Wir helfen dort, wo es sofort nötig ist. Unbürokratisch und direkt.

Sauerstoff und medizinische Ausrüstung für Healthposts
Während der ersten Corona Welle haben wir bereits mehrere Health Posts und Krankenhäuser mit Schutzkleidung ausgestattet, während die Hilfe der Regierung nur schleppend voranging und manch entlegene Gebiete gar nicht erst erreichte. Die Lage in Nepal ist als äußerst ernst zu bewerten. Als Land mit einem sowieso schon fragilen Gesundheits- und Versorgungssystem, kann jede Unterstützung von Außen Leben retten. 

Nahrungsknappheit in Nepal – unsere Hilfspakete für Familien
Für viele Nepalesen, besonders für die Tagelöhner, ist das Einkommen komplett weggefallen.

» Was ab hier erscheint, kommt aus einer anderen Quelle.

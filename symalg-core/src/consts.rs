//! Numeric values of the named constants. Each is computed once, at [`PRECISION`] bits.
//!
//! [`PRECISION`]: crate::primitive::PRECISION

use once_cell::sync::Lazy;
use rug::Float;
use super::primitive::float;

/// Euler's number.
pub static E: Lazy<Float> = Lazy::new(|| float(1).exp());

pub static PI: Lazy<Float> = Lazy::new(|| float(-1).acos());
use proc_macro2::TokenStream as TokenStream2;
use quote::{quote, quote_spanned, ToTokens};
use syn::{
    parse::{Parse, ParseStream},
    Attribute,
    Expr,
    Fields,
    Ident,
    ItemStruct,
    Result,
    Token,
};

/// The arguments that can be passed to the `error` attribute.
#[derive(Debug, Default)]
pub struct ErrorArgs {
    pub message: Option<Expr>,
    pub labels: Option<Expr>,
    pub help: Option<Expr>,
}

impl ErrorArgs {
    /// Parse the next argument in the input stream and applies it to itself.
    fn parse_arg(&mut self, input: ParseStream) -> Result<()> {
        let ident: Ident = input.parse()?;
        input.parse::<Token![=]>()?;

        let ident_str = ident.to_string();
        match ident_str.as_str() {
            "message" => self.message = Some(input.parse()?),
            "labels" => self.labels = Some(input.parse()?),
            "help" => self.help = Some(input.parse()?),
            _ => return Err(syn::Error::new_spanned(ident, format!("unknown tag `{}`", ident_str))),
        }

        Ok(())
    }
}

impl Parse for ErrorArgs {
    fn parse(input: ParseStream) -> Result<Self> {
        let mut args = ErrorArgs::default();

        while !input.is_empty() {
            args.parse_arg(input)?;
            if input.parse::<Token![,]>().is_err() {
                break;
            }
        }

        Ok(args)
    }
}

/// Creates a `let` expression that destructures `self` into its named fields. Returns a compile
/// error if the fields are not named.
fn destructure_fields(ident: &Ident, fields: &Fields) -> TokenStream2 {
    match fields {
        Fields::Named(fields) => {
            let fields = fields.named.iter().map(|field| {
                let field_name = field.ident.as_ref();
                quote! { #field_name }
            });
            quote! { let #ident { #(#fields),* } = self; }
        },
        Fields::Unnamed(_) => quote_spanned! { ident.span() => compile_error!("`ErrorKind` cannot be derived for tuple structs"); },
        Fields::Unit => quote! {},
    }
}

/// The target struct to derive `ErrorKind` for.
#[derive(Debug)]
pub struct ErrorKindTarget {
    pub name: Ident,
    pub fields: Fields,
    pub error_args: ErrorArgs,
}

impl Parse for ErrorKindTarget {
    fn parse(input: ParseStream) -> Result<Self> {
        // outer attributes include documentation as well as `error`
        let attributes = input.call(Attribute::parse_outer)?;
        let remaining = input.parse::<ItemStruct>()?;

        let name = remaining.ident;
        let fields = remaining.fields;
        let mut error_args = None;

        for attr in &attributes {
            if attr.path().is_ident("error") {
                error_args = Some(attr.parse_args::<ErrorArgs>()?);
                break;
            }
        }

        let error_args = error_args.ok_or_else(|| {
            syn::Error::new_spanned(&name, "missing `#[error(...)]` attribute")
        })?;
        if error_args.message.is_none() {
            return Err(syn::Error::new_spanned(&name, "the `error` attribute requires a `message` tag"));
        }

        Ok(ErrorKindTarget {
            name,
            fields,
            error_args,
        })
    }
}

impl ToTokens for ErrorKindTarget {
    fn to_tokens(&self, tokens: &mut TokenStream2) {
        let destructure_expr = destructure_fields(&self.name, &self.fields);
        let message = self.error_args.message.as_ref();
        let labels = self.error_args.labels
            .as_ref()
            .map(|labels| quote! { #labels })
            .unwrap_or_else(|| quote! { [""] });
        let help = self.error_args.help.as_ref().map(|e| quote! { builder.set_help(#e); });

        tokens.extend(quote! {
            #[allow(unused_variables)]
            fn message(&self) -> String {
                #destructure_expr
                (#message).to_string()
            }

            #[allow(unused_variables)]
            fn build_report<'a>(
                &self,
                src_id: &'a str,
                spans: &[std::ops::Range<usize>],
            ) -> ariadne::Report<(&'a str, std::ops::Range<usize>)> {
                #destructure_expr

                let start = spans.first().map(|span| span.start).unwrap_or(0);
                let labels = #labels
                    .into_iter()
                    .map(|label| label.to_string())
                    .collect::<Vec<String>>();
                let last_label = labels.last().cloned().unwrap_or_default();
                let mut builder = ariadne::Report::build(ariadne::ReportKind::Error, src_id, start)
                    .with_message(symalg_error::ErrorKind::message(self))
                    .with_labels(
                        spans.iter()
                            .enumerate()
                            .map(|(i, span)| {
                                let label_str = labels.get(i).unwrap_or(&last_label);
                                let mut label = ariadne::Label::new((src_id, span.clone()))
                                    .with_color(symalg_error::EXPR);

                                if !label_str.is_empty() {
                                    label = label.with_message(label_str);
                                }

                                label
                            })
                            .collect::<Vec<_>>()
                    );

                #help
                builder.finish()
            }
        });
    }
}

Sie haben kein Geld, um sich und ihre Familien mit Nahrungsmitteln zu versorgen. Staatliche Hilfsprogramme kommen häufig nicht bei den Bedürftigen an und reichen nicht aus, um die Bevölkerung vor Hunger zu schützen.
Unsere langjährigen Partner in Nepal kaufen Lebensmittel ein, packen sie ab und verteilen sie dort, wo es dringend nötig ist. So stellen wir für Hunderte von Familien die Grundversorgung mit Reis, Linsen, Öl und Eiern sicher. 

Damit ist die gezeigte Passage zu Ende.